(Saved data entries)

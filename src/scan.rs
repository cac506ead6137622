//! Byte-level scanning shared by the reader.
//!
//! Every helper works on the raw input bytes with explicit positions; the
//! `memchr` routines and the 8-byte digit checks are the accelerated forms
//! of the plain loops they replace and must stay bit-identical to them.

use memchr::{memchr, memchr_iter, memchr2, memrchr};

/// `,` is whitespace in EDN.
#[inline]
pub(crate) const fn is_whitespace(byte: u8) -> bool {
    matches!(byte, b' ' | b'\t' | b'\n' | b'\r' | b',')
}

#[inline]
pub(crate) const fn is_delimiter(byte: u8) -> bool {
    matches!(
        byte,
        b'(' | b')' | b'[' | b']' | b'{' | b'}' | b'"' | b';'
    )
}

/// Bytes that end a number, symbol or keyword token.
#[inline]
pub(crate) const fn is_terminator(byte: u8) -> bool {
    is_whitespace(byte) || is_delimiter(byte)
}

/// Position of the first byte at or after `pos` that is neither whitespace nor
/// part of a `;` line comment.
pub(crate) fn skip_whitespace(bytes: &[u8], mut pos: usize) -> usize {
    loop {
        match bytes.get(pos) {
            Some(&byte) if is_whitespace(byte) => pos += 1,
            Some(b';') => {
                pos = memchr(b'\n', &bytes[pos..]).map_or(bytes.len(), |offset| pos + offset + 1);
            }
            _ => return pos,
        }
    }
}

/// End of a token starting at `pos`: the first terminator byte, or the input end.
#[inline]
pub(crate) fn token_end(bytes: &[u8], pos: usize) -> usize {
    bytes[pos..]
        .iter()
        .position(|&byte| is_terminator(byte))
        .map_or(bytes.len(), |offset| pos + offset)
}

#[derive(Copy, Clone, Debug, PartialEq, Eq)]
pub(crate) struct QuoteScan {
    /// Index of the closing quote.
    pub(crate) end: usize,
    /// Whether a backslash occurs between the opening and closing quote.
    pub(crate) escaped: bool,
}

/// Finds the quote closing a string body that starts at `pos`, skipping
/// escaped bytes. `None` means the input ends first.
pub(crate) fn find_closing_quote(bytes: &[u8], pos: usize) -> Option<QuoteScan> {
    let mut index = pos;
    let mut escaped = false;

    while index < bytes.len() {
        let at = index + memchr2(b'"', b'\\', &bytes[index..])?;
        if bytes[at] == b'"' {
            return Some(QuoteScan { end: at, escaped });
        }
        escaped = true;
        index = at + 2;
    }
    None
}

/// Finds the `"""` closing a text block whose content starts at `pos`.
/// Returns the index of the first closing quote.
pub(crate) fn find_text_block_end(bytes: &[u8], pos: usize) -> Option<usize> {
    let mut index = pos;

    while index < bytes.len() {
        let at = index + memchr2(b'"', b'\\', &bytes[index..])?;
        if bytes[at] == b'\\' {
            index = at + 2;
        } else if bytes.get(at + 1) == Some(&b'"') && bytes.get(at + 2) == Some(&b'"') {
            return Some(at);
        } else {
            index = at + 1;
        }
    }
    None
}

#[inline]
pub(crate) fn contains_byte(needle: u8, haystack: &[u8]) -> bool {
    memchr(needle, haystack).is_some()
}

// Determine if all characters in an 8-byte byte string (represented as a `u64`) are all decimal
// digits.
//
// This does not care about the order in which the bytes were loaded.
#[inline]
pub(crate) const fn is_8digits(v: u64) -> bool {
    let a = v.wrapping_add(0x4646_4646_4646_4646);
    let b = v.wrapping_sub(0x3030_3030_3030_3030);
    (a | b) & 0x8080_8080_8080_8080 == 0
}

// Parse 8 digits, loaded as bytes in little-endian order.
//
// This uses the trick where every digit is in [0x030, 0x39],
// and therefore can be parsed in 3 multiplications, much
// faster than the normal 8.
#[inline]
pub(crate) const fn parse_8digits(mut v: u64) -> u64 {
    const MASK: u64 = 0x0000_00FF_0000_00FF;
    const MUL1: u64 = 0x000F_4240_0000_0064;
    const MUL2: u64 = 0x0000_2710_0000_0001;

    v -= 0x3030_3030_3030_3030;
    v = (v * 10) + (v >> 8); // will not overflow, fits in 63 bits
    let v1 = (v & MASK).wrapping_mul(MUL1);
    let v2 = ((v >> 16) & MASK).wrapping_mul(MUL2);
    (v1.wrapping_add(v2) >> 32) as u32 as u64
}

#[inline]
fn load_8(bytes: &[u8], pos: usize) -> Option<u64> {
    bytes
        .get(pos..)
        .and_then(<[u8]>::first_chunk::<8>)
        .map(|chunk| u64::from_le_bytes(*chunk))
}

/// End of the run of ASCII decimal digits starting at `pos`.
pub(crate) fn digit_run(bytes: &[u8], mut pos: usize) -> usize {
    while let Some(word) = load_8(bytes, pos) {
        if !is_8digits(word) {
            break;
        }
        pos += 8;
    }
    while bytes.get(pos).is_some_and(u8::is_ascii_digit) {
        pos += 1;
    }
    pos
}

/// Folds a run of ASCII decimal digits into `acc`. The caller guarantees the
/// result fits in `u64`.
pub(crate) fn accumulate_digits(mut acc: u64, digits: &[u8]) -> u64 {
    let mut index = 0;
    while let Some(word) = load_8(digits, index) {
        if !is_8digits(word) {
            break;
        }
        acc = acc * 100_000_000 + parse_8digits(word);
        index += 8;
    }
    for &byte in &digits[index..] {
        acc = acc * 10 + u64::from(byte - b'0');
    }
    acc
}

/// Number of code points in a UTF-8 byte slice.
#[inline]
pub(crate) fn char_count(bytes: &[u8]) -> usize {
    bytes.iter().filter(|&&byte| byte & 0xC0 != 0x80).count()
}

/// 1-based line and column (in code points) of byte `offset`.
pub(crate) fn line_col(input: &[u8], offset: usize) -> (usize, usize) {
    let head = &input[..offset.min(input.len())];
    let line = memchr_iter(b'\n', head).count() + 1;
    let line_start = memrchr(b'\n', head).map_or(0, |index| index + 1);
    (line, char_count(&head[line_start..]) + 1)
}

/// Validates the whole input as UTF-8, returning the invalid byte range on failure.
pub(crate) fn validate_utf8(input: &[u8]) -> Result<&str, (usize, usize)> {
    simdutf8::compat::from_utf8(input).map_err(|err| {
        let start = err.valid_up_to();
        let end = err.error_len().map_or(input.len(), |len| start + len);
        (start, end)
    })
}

EXERCISE INSTRUCTIONS:
Word for word, write out every record.

TASK SOLUTION:
filename src/scan.rs
repository cac506ead6137622
//! Byte-level scanning shared by the reader.
//!
//! Every helper works on the raw input bytes with explicit positions; the
//! `memchr` routines and the 8-byte digit checks are the accelerated forms
//! of the plain loops they replace and must stay bit-identical to them.

use memchr::{memchr, memchr_iter, memchr2, memrchr};

/// `,` is whitespace in EDN.
#[inline]
pub(crate) const fn is_whitespace(byte: u8) -> bool {
    matches!(byte, b' ' | b'\t' | b'\n' | b'\r' | b',')
}

#[inline]
pub(crate) const fn is_delimiter(byte: u8) -> bool {
    matches!(
        byte,
        b'(' | b')' | b'[' | b']' | b'{' | b'}' | b'"' | b';'
    )
}

/// Bytes that end a number, symbol or keyword token.
#[inline]
pub(crate) const fn is_terminator(byte: u8) -> bool {
    is_whitespace(byte) || is_delimiter(byte)
}

/// Position of the first byte at or after `pos` that is neither whitespace nor
/// part of a `;` line comment.
pub(crate) fn skip_whitespace(bytes: &[u8], mut pos: usize) -> usize {
    loop {
        match bytes.get(pos) {
            Some(&byte) if is_whitespace(byte) => pos += 1,
            Some(b';') => {
                pos = memchr(b'\n', &bytes[pos..]).map_or(bytes.len(), |offset| pos + offset + 1);
            }
            _ => return pos,
        }
    }
}

/// End of a token starting at `pos`: the first terminator byte, or the input end.
#[inline]
pub(crate) fn token_end(bytes: &[u8], pos: usize) -> usize {
    bytes[pos..]
        .iter()
        .position(|&byte| is_terminator(byte))
        .map_or(bytes.len(), |offset| pos + offset)
}

#[derive(Copy, Clone, Debug, PartialEq, Eq)]
pub(crate) struct QuoteScan {
    /// Index of the closing quote.
    pub(crate) end: usize,
    /// Whether a backslash occurs between the opening and closing quote.
    pub(crate) escaped: bool,
}

/// Finds the quote closing a string body that starts at `pos`, skipping
/// escaped bytes. `None` means the input ends first.
pub(crate) fn find_closing_quote(bytes: &[u8], pos: usize) -> Option<QuoteScan> {
    let mut index = pos;
    let mut escaped = false;

    while index < bytes.len() {
        let at = index + memchr2(b'"', b'\\', &bytes[index..])?;
        if bytes[at] == b'"' {
            return Some(QuoteScan { end: at, escaped });
        }
        escaped = true;
        index = at + 2;
    }
    None
}

/// Finds the `"""` closing a text block whose content starts at `pos`.
/// Returns the index of the first closing quote.
pub(crate) fn find_text_block_end(bytes: &[u8], pos: usize) -> Option<usize> {
    let mut index = pos;

    while index < bytes.len() {
        let at = index + memchr2(b'"', b'\\', &bytes[index..])?;
        if bytes[at] == b'\\' {
            index = at + 2;
        } else if bytes.get(at + 1) == Some(&b'"') && bytes.get(at + 2) == Some(&b'"') {
            return Some(at);
        } else {
            index = at + 1;
        }
    }
    None
}

#[inline]
pub(crate) fn contains_byte(needle: u8, haystack: &[u8]) -> bool {
    memchr(needle, haystack).is_some()
}

// Determine if all characters in an 8-byte byte string (represented as a `u64`) are all decimal
// digits.
//
// This does not care about the order in which the bytes were loaded.
#[inline]
pub(crate) const fn is_8digits(v: u64) -> bool {
    let a = v.wrapping_add(0x4646_4646_4646_4646);
    let b = v.wrapping_sub(0x3030_3030_3030_3030);
    (a | b) & 0x8080_8080_8080_8080 == 0
}

// Parse 8 digits, loaded as bytes in little-endian order.
//
// This uses the trick where every digit is in [0x030, 0x39],
// and therefore can be parsed in 3 multiplications, much
// faster than the normal 8.
#[inline]
pub(crate) const fn parse_8digits(mut v: u64) -> u64 {
    const MASK: u64 = 0x0000_00FF_0000_00FF;
    const MUL1: u64 = 0x000F_4240_0000_0064;
    const MUL2: u64 = 0x0000_2710_0000_0001;

    v -= 0x3030_3030_3030_3030;
    v = (v * 10) + (v >> 8); // will not overflow, fits in 63 bits
    let v1 = (v & MASK).wrapping_mul(MUL1);
    let v2 = ((v >> 16) & MASK).wrapping_mul(MUL2);
    (v1.wrapping_add(v2) >> 32) as u32 as u64
}

#[inline]
fn load_8(bytes: &[u8], pos: usize) -> Option<u64> {
    bytes
        .get(pos..)
        .and_then(<[u8]>::first_chunk::<8>)
        .map(|chunk| u64::from_le_bytes(*chunk))
}

/// End of the run of ASCII decimal digits starting at `pos`.
pub(crate) fn digit_run(bytes: &[u8], mut pos: usize) -> usize {
    while let Some(word) = load_8(bytes, pos) {
        if !is_8digits(word) {
            break;
        }
        pos += 8;
    }
    while bytes.get(pos).is_some_and(u8::is_ascii_digit) {
        pos += 1;
    }
    pos
}

/// Folds a run of ASCII decimal digits into `acc`. The caller guarantees the
/// result fits in `u64`.
pub(crate) fn accumulate_digits(mut acc: u64, digits: &[u8]) -> u64 {
    let mut index = 0;
    while let Some(word) = load_8(digits, index) {
        if !is_8digits(word) {
            break;
        }
        acc = acc * 100_000_000 + parse_8digits(word);
        index += 8;
    }
    for &byte in &digits[index..] {
        acc = acc * 10 + u64::from(byte - b'0');
    }
    acc
}

/// Number of code points in a UTF-8 byte slice.
#[inline]
pub(crate) fn char_count(bytes: &[u8]) -> usize {
    bytes.iter().filter(|&&byte| byte & 0xC0 != 0x80).count()
}

/// 1-based line and column (in code points) of byte `offset`.
pub(crate) fn line_col(input: &[u8], offset: usize) -> (usize, usize) {
    let head = &input[..offset.min(input.len())];
    let line = memchr_iter(b'\n', head).count() + 1;
    let line_start = memrchr(b'\n', head).map_or(0, |index| index + 1);
    (line, char_count(&head[line_start..]) + 1)
}

/// Validates the whole input as UTF-8, returning the invalid byte range on failure.
pub(crate) fn validate_utf8(input: &[u8]) -> Result<&str, (usize, usize)> {
    simdutf8::compat::from_utf8(input).map_err(|err| {
        let start = err.valid_up_to();
        let end = err.error_len().map_or(input.len(), |len| start + len);
        (start, end)
    })
}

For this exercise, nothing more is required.